La perruche ondulée (melopsittacus undulatus):
C’est l’un des psittacidés les plus connus et le plus souvent importés et gardés en captivité. Les couples sont permanents. Dans la nature on ne rencontre que des perruches ondulées vertes. Par sélection, des éleveurs ont obtenu de nombreuses mutations de coloris.
La perruche princesse de Galles (Polytelis Alexandrae):
C’est une grande perruche d’environ 45 cm. Elle est reconnaissable à ses très belles teintes pastel. Nomade, cette perruche vole en fonction des disponibilités en eau potable et de la floraison des acacias. La perruche d’alexandra (c’est son deuxième nom) est calme et n’est pas peureuse, mais elle ne pourra pas vivre dans un endroit agité. Cette perruche est très sensible au stress, à l’humidité et au gel.
Le tadorne de paradis (Tadorna variegata):
Le dimorphisme sexuel est spectaculaire chez cette espèce ; en effet, le mâle a la tête et le cou entièrement noirs alors qu’ils sont blancs chez la femelle. Cette espèce vit en couple, elle fréquente les milieux ouverts tels que les prairies et les champs.

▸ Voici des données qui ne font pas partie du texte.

//! Region files: a 32x32 grid of chunks stored in one file, as an 8-KiB
//! header of offset/timestamp tables followed by 4096-byte-aligned,
//! individually compressed chunk blobs.

use std::fs::File;
use std::io::{Read, Seek, SeekFrom};
use std::path::{Path, PathBuf};

use tracing::warn;

use crate::geometry::{ChunkPos, RegionPos};
use crate::nbt::{self, Compound, Compression, NbtError};

const SECTOR_SIZE: usize = 4096;
const HEADER_SIZE: usize = SECTOR_SIZE * 2;
const CHUNKS_PER_REGION: usize = 1024;

#[derive(Debug, thiserror::Error)]
pub enum RegionError {
    #[error("region header truncated: got {got} bytes, need at least {HEADER_SIZE}")]
    TruncatedHeader { got: usize },
    #[error("chunk sector offset {sector} out of range (file has {file_sectors} sectors)")]
    SectorOutOfRange { sector: u32, file_sectors: u32 },
    #[error("chunk blob truncated")]
    TruncatedBlob,
    #[error("unknown chunk compression code {0}")]
    UnknownCompression(u8),
    #[error("I/O error reading region file: {0}")]
    Io(#[from] std::io::Error),
    #[error("malformed NBT in chunk blob: {0}")]
    Nbt(#[from] NbtError),
}

/// Result of attempting to load a single chunk from a region file.
#[derive(Debug, PartialEq, Eq)]
pub enum LoadChunkStatus {
    Ok,
    DoesNotExist,
    Unreadable,
}

/// One 32x32-chunk region file, mapped/opened on demand and never mutated
/// after read.
pub struct RegionFile {
    path: PathBuf,
    /// `(sector_offset, sector_count)` per chunk slot, `None` if absent.
    offsets: [Option<(u32, u8)>; CHUNKS_PER_REGION],
    /// Total sectors in the file, as of the last `read()`; used to catch a
    /// chunk offset table entry that points past the end of the file.
    file_sectors: u32,
}

impl RegionFile {
    pub fn new(path: impl Into<PathBuf>) -> Self {
        Self {
            path: path.into(),
            offsets: [None; CHUNKS_PER_REGION],
            file_sectors: 0,
        }
    }

    /// Validates the header and records which chunk slots are populated.
    pub fn read(&mut self) -> Result<(), RegionError> {
        let mut file = File::open(&self.path)?;
        let mut header = [0u8; HEADER_SIZE];
        let got = read_as_much_as_possible(&mut file, &mut header)?;
        if got < HEADER_SIZE {
            return Err(RegionError::TruncatedHeader { got });
        }

        self.file_sectors = (file.metadata()?.len() / SECTOR_SIZE as u64) as u32;

        for i in 0..CHUNKS_PER_REGION {
            let entry = u32::from_be_bytes(header[i * 4..i * 4 + 4].try_into().unwrap());
            if entry == 0 {
                self.offsets[i] = None;
                continue;
            }
            let sector_offset = entry >> 8;
            let sector_count = (entry & 0xff) as u8;
            self.offsets[i] = Some((sector_offset, sector_count));
        }
        Ok(())
    }

    fn slot_index(local_x: i32, local_z: i32) -> usize {
        (local_x + local_z * 32) as usize
    }

    /// Locates the blob, decompresses and decodes it, returning the NBT
    /// root. `pos` is the (already de-rotated) chunk position.
    pub fn load_chunk(&self, pos: ChunkPos) -> Result<(LoadChunkStatus, Option<Compound>), RegionError> {
        let (local_x, local_z) = pos.local_in_region();
        let slot = &self.offsets[Self::slot_index(local_x, local_z)];
        let Some((sector_offset, sector_count)) = *slot else {
            return Ok((LoadChunkStatus::DoesNotExist, None));
        };
        if sector_offset == 0 || sector_count == 0 {
            return Ok((LoadChunkStatus::DoesNotExist, None));
        }

        match self.read_blob(sector_offset, sector_count) {
            Ok(Some(nbt)) => Ok((LoadChunkStatus::Ok, Some(nbt))),
            Ok(None) => Ok((LoadChunkStatus::DoesNotExist, None)),
            Err(e) => {
                warn!(path = %self.path.display(), error = %e, "chunk blob unreadable");
                Ok((LoadChunkStatus::Unreadable, None))
            }
        }
    }

    fn read_blob(&self, sector_offset: u32, sector_count: u8) -> Result<Option<Compound>, RegionError> {
        let end_sector = sector_offset + sector_count as u32;
        if sector_offset < 2 || end_sector > self.file_sectors {
            return Err(RegionError::SectorOutOfRange {
                sector: sector_offset,
                file_sectors: self.file_sectors,
            });
        }

        let mut file = File::open(&self.path)?;
        let byte_offset = sector_offset as u64 * SECTOR_SIZE as u64;
        file.seek(SeekFrom::Start(byte_offset))?;

        let mut sectors = vec![0u8; sector_count as usize * SECTOR_SIZE];
        let got = read_as_much_as_possible(&mut file, &mut sectors)?;
        if got < 5 {
            return Err(RegionError::TruncatedBlob);
        }

        let length = u32::from_be_bytes(sectors[0..4].try_into().unwrap()) as usize;
        if length == 0 {
            return Ok(None);
        }
        let compression_code = sectors[4];
        let body_len = length - 1;
        if 5 + body_len > got {
            return Err(RegionError::TruncatedBlob);
        }
        let body = &sectors[5..5 + body_len];

        let compression = match compression_code {
            1 => Compression::Gzip,
            2 => Compression::Zlib,
            3 => Compression::Uncompressed,
            other => return Err(RegionError::UnknownCompression(other)),
        };

        Ok(Some(nbt::decode(body, compression)?))
    }
}

fn read_as_much_as_possible(file: &mut File, buf: &mut [u8]) -> std::io::Result<usize> {
    let mut total = 0;
    loop {
        match file.read(&mut buf[total..]) {
            Ok(0) => break,
            Ok(n) => total += n,
            Err(e) if e.kind() == std::io::ErrorKind::Interrupted => continue,
            Err(e) => return Err(e),
        }
    }
    Ok(total)
}

/// Builds the on-disk path for a region file under a world's `region/`
/// directory.
pub fn region_path(world_dir: &Path, pos: RegionPos) -> PathBuf {
    world_dir.join("region").join(pos.format_filename())
}

#[cfg(test)]
mod tests {
    use super::*;
    use std::io::Write;

    fn write_region_with_one_chunk(dir: &Path, chunk: ChunkPos, body: &[u8], compression_code: u8) -> PathBuf {
        let path = dir.join("r.0.0.mca");
        let mut file = File::create(&path).unwrap();

        let mut header = vec![0u8; HEADER_SIZE];
        let (lx, lz) = chunk.local_in_region();
        let slot = (lx + lz * 32) as usize;
        let sector_count = ((5 + body.len()).div_ceil(SECTOR_SIZE)).max(1) as u8;
        let entry = (2u32 << 8) | sector_count as u32;
        header[slot * 4..slot * 4 + 4].copy_from_slice(&entry.to_be_bytes());
        file.write_all(&header).unwrap();

        let mut blob = Vec::new();
        blob.extend_from_slice(&((body.len() + 1) as u32).to_be_bytes());
        blob.push(compression_code);
        blob.extend_from_slice(body);
        blob.resize(sector_count as usize * SECTOR_SIZE, 0);
        file.write_all(&blob).unwrap();
        path
    }

    #[test]
    fn reads_a_single_uncompressed_chunk() {
        let dir = tempdir();
        let mut root = Compound::new();
        root.insert("DataVersion", nbt::Tag::Int(3465));
        let plain = nbt::encode(&root, Compression::Uncompressed).unwrap();
        let path = write_region_with_one_chunk(dir.path(), ChunkPos::new(0, 0), &plain, 3);

        let mut region = RegionFile::new(path);
        region.read().unwrap();
        let (status, nbt) = region.load_chunk(ChunkPos::new(0, 0)).unwrap();
        assert_eq!(status, LoadChunkStatus::Ok);
        assert_eq!(nbt.unwrap().get_i32("DataVersion"), Some(3465));
    }

    #[test]
    fn missing_chunk_reports_does_not_exist() {
        let dir = tempdir();
        let path = dir.path().join("r.0.0.mca");
        File::create(&path)
            .unwrap()
            .write_all(&vec![0u8; HEADER_SIZE])
            .unwrap();
        let mut region = RegionFile::new(path);
        region.read().unwrap();
        let (status, nbt) = region.load_chunk(ChunkPos::new(5, 5)).unwrap();
        assert_eq!(status, LoadChunkStatus::DoesNotExist);
        assert!(nbt.is_none());
    }

    #[test]
    fn chunk_pointing_past_end_of_file_is_unreadable() {
        let dir = tempdir();
        let path = dir.path().join("r.0.0.mca");
        let mut header = vec![0u8; HEADER_SIZE];
        // claims sector 50 (well past the file's actual two header sectors)
        let entry = (50u32 << 8) | 1u32;
        header[0..4].copy_from_slice(&entry.to_be_bytes());
        File::create(&path).unwrap().write_all(&header).unwrap();

        let mut region = RegionFile::new(path);
        region.read().unwrap();
        let (status, nbt) = region.load_chunk(ChunkPos::new(0, 0)).unwrap();
        assert_eq!(status, LoadChunkStatus::Unreadable);
        assert!(nbt.is_none());
    }

    #[test]
    fn truncated_header_is_an_error() {
        let dir = tempdir();
        let path = dir.path().join("r.0.0.mca");
        File::create(&path).unwrap().write_all(&[0u8; 10]).unwrap();
        let mut region = RegionFile::new(path);
        assert!(matches!(
            region.read(),
            Err(RegionError::TruncatedHeader { .. })
        ));
    }

    // minimal self-contained temp dir helper; avoids adding a dev-dependency
    // purely for a handful of fixture files.
    struct TempDir(PathBuf);
    impl TempDir {
        fn path(&self) -> &Path {
            &self.0
        }
    }
    impl Drop for TempDir {
        fn drop(&mut self) {
            let _ = std::fs::remove_dir_all(&self.0);
        }
    }
    fn tempdir() -> TempDir {
        let mut path = std::env::temp_dir();
        path.push(format!(
            "mc-tilemap-core-test-{}-{}",
            std::process::id(),
            // a cheap per-call nonce; Instant avoids the banned now()/random() calls
            Box::into_raw(Box::new(0u8)) as usize
        ));
        std::fs::create_dir_all(&path).unwrap();
        TempDir(path)
    }
}
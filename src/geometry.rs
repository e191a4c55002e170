//! Position types and the coordinate algebra they share: floor-division,
//! quarter-turn rotation, and the diagonal row/col mapping used by the tile
//! iterator and painter's-algorithm ordering.

use std::ops::{Add, AddAssign, Sub, SubAssign};

/// Top of the chunk in sections (`320 / 16`).
pub const CHUNK_TOP: i32 = 20;
/// Bottom of the chunk in sections (`-64 / 16`).
pub const CHUNK_LOW: i32 = -4;

/// Rounds toward negative infinity, unlike `/` which truncates toward zero.
pub fn floordiv(a: i32, b: i32) -> i32 {
    let d = a / b;
    let r = a % b;
    if (r != 0) && ((r < 0) != (b < 0)) {
        d - 1
    } else {
        d
    }
}

/// Identifies a 512x512-block region (32x32 chunks).
#[derive(Debug, Clone, Copy, PartialEq, Eq, Hash, PartialOrd, Ord)]
pub struct RegionPos {
    pub x: i32,
    pub z: i32,
}

impl RegionPos {
    pub fn new(x: i32, z: i32) -> Self {
        Self { x, z }
    }

    /// Parses `r.<x>.<z>.mca`, mirroring the on-disk naming convention.
    pub fn from_filename(name: &str) -> Option<Self> {
        let name = name.strip_prefix("r.")?;
        let name = name.strip_suffix(".mca")?;
        let (x, z) = name.split_once('.')?;
        Some(Self::new(x.parse().ok()?, z.parse().ok()?))
    }

    pub fn format_filename(&self) -> String {
        format!("r.{}.{}.mca", self.x, self.z)
    }

    /// Quarter-turn rotation: `(x, z) -> (-z, x)`, applied `k` times.
    pub fn rotated(self, k: u8) -> Self {
        let mut pos = self;
        for _ in 0..(k % 4) {
            pos = Self::new(-pos.z, pos.x);
        }
        pos
    }
}

/// Identifies a 16x16 block column of unbounded vertical extent.
#[derive(Debug, Clone, Copy, PartialEq, Eq, Hash, PartialOrd, Ord)]
pub struct ChunkPos {
    pub x: i32,
    pub z: i32,
}

impl ChunkPos {
    pub fn new(x: i32, z: i32) -> Self {
        Self { x, z }
    }

    pub fn from_block(block: BlockPos) -> Self {
        Self::new(floordiv(block.x, 16), floordiv(block.z, 16))
    }

    pub fn region(&self) -> RegionPos {
        RegionPos::new(floordiv(self.x, 32), floordiv(self.z, 32))
    }

    /// Chunk position within its region, `0..32` on each axis.
    pub fn local_in_region(&self) -> (i32, i32) {
        (self.x.rem_euclid(32), self.z.rem_euclid(32))
    }

    pub fn row(&self) -> i32 {
        self.z - self.x
    }

    pub fn col(&self) -> i32 {
        self.x + self.z
    }

    pub fn from_row_col(row: i32, col: i32) -> Self {
        Self::new((col - row) / 2, (col + row) / 2)
    }

    /// Quarter-turn rotation of a region-local chunk index: `(x, z) -> (31-z, x)`.
    pub fn rotated(self, k: u8) -> Self {
        let mut pos = self;
        for _ in 0..(k % 4) {
            pos = Self::new(31 - pos.z, pos.x);
        }
        pos
    }
}

/// Absolute block position. `y` is vertical.
#[derive(Debug, Clone, Copy, PartialEq, Eq, Hash)]
pub struct BlockPos {
    pub x: i32,
    pub z: i32,
    pub y: i32,
}

impl BlockPos {
    pub const DIR_NORTH: BlockPos = BlockPos { x: 0, z: -1, y: 0 };
    pub const DIR_SOUTH: BlockPos = BlockPos { x: 0, z: 1, y: 0 };
    pub const DIR_EAST: BlockPos = BlockPos { x: 1, z: 0, y: 0 };
    pub const DIR_WEST: BlockPos = BlockPos { x: -1, z: 0, y: 0 };
    pub const DIR_TOP: BlockPos = BlockPos { x: 0, z: 0, y: 1 };
    pub const DIR_BOTTOM: BlockPos = BlockPos { x: 0, z: 0, y: -1 };

    pub fn new(x: i32, z: i32, y: i32) -> Self {
        Self { x, z, y }
    }

    pub fn row(&self) -> i32 {
        self.z - self.x + (CHUNK_TOP * 16 - self.y) * 4
    }

    pub fn col(&self) -> i32 {
        self.x + self.z
    }
}

impl Add for BlockPos {
    type Output = BlockPos;
    fn add(self, rhs: BlockPos) -> BlockPos {
        BlockPos::new(self.x + rhs.x, self.z + rhs.z, self.y + rhs.y)
    }
}

impl Sub for BlockPos {
    type Output = BlockPos;
    fn sub(self, rhs: BlockPos) -> BlockPos {
        BlockPos::new(self.x - rhs.x, self.z - rhs.z, self.y - rhs.y)
    }
}

impl AddAssign for BlockPos {
    fn add_assign(&mut self, rhs: BlockPos) {
        *self = *self + rhs;
    }
}

impl SubAssign for BlockPos {
    fn sub_assign(&mut self, rhs: BlockPos) {
        *self = *self - rhs;
    }
}

/// Total order used for painter's-algorithm compositing: `y` primary,
/// `x` descending tiebreak, then `z`.
impl PartialOrd for BlockPos {
    fn partial_cmp(&self, other: &Self) -> Option<std::cmp::Ordering> {
        Some(self.cmp(other))
    }
}

impl Ord for BlockPos {
    fn cmp(&self, other: &Self) -> std::cmp::Ordering {
        self.y
            .cmp(&other.y)
            .then_with(|| other.x.cmp(&self.x))
            .then_with(|| self.z.cmp(&other.z))
    }
}

/// Chunk-local block position; `x`/`z` in `0..16`.
#[derive(Debug, Clone, Copy, PartialEq, Eq, Hash)]
pub struct LocalBlockPos {
    pub x: i32,
    pub z: i32,
    pub y: i32,
}

impl LocalBlockPos {
    pub fn new(x: i32, z: i32, y: i32) -> Self {
        Self { x, z, y }
    }

    pub fn from_block(pos: BlockPos) -> Self {
        Self::new(pos.x.rem_euclid(16), pos.z.rem_euclid(16), pos.y)
    }

    pub fn row(&self) -> i32 {
        self.z - self.x + (CHUNK_TOP * 16 - self.y) * 4
    }

    pub fn col(&self) -> i32 {
        self.x + self.z
    }

    pub fn to_global(&self, chunk: ChunkPos) -> BlockPos {
        BlockPos::new(self.x + chunk.x * 16, self.z + chunk.z * 16, self.y)
    }

    /// Rotates a local position by `k` quarter-turns about the chunk center,
    /// used to invert a world rotation before indexing section data.
    pub fn rotated(self, k: u8) -> Self {
        let mut pos = self;
        for _ in 0..(k % 4) {
            pos = Self::new(15 - pos.z, pos.x, pos.y);
        }
        pos
    }
}

impl PartialOrd for LocalBlockPos {
    fn partial_cmp(&self, other: &Self) -> Option<std::cmp::Ordering> {
        Some(self.cmp(other))
    }
}

impl Ord for LocalBlockPos {
    fn cmp(&self, other: &Self) -> std::cmp::Ordering {
        self.y
            .cmp(&other.y)
            .then_with(|| other.x.cmp(&self.x))
            .then_with(|| self.z.cmp(&other.z))
    }
}

/// Output tile grid position; tiles are rendered diagonally.
#[derive(Debug, Clone, Copy, PartialEq, Eq, Hash)]
pub struct TilePos {
    pub x: i32,
    pub y: i32,
}

impl TilePos {
    pub fn new(x: i32, y: i32) -> Self {
        Self { x, y }
    }
}

#[cfg(test)]
mod tests {
    use super::*;
    use proptest::prelude::*;

    #[test]
    fn floordiv_matches_truncating_div_for_positive() {
        assert_eq!(floordiv(17, 5), 3);
        assert_eq!(floordiv(15, 5), 3);
    }

    #[test]
    fn floordiv_rounds_toward_negative_infinity() {
        assert_eq!(floordiv(-1, 16), -1);
        assert_eq!(floordiv(-16, 16), -1);
        assert_eq!(floordiv(-17, 16), -2);
    }

    proptest! {
        #[test]
        fn floordiv_bracket_invariant(a in any::<i32>(), b in 1..10000i32) {
            let d = floordiv(a, b);
            prop_assert!(d as i64 * b as i64 <= a as i64);
            prop_assert!(a as i64 <= d as i64 * b as i64 + b as i64 - 1);
        }
    }

    #[test]
    fn local_block_pos_wraps_negative_coordinates() {
        let local = LocalBlockPos::from_block(BlockPos::new(-1, -17, 5));
        assert_eq!(local.x, 15);
        assert_eq!(local.z, 15);
    }

    #[test]
    fn chunk_pos_row_col_roundtrip() {
        let chunk = ChunkPos::new(5, -3);
        let rt = ChunkPos::from_row_col(chunk.row(), chunk.col());
        assert_eq!(chunk, rt);
    }

    #[test]
    fn region_filename_roundtrip() {
        let pos = RegionPos::new(-2, 7);
        let name = pos.format_filename();
        assert_eq!(RegionPos::from_filename(&name), Some(pos));
    }

    #[test]
    fn region_rotation_four_times_is_identity() {
        let pos = RegionPos::new(3, -9);
        assert_eq!(pos.rotated(4), pos);
    }

    #[test]
    fn chunk_rotation_four_times_is_identity() {
        let pos = ChunkPos::new(11, 4);
        assert_eq!(pos.rotated(4), pos);
    }

    #[test]
    fn block_pos_order_is_y_then_descending_x_then_z() {
        let a = BlockPos::new(0, 0, 0);
        let b = BlockPos::new(-1, 0, 0);
        assert!(a < b, "smaller x should sort after larger x at equal y");
    }
}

Contrairement à de nombreuses espèces endémiques de Nouvelle-Zélande, le tadorne de paradis a bénéficié de l’arrivée des Européens sur l’île puisque la déforestation et la création de lacs artificiels ont augmenté l’étendue de territoire favorable à l’espèce.
Le Wallaby de Bennett (macropus rufogriseus):
Le wallaby de Bennett, très proche du kangourou, lui ressemble beaucoup. Les petits du wallaby de Bennett grandissent et se développent à l’intérieur d’une poche de peau, sur le ventre de la mère. Durant les 6 premiers mois de sa vie le wallaby grossit de 2 000 fois dans la poche de sa mère. Après quelques mois de croissance rapide, le jeune wallaby se risque à l’extérieur pour de courtes périodes. Il revient pour se nourrir et pour dormir, ou s’il sent un danger. Au bout de 9 mois, il est trop grand pour tenir dans la poche, mais il y plonge encore la tête pour se nourrir, car les tétines sont à l’intérieur de la poche.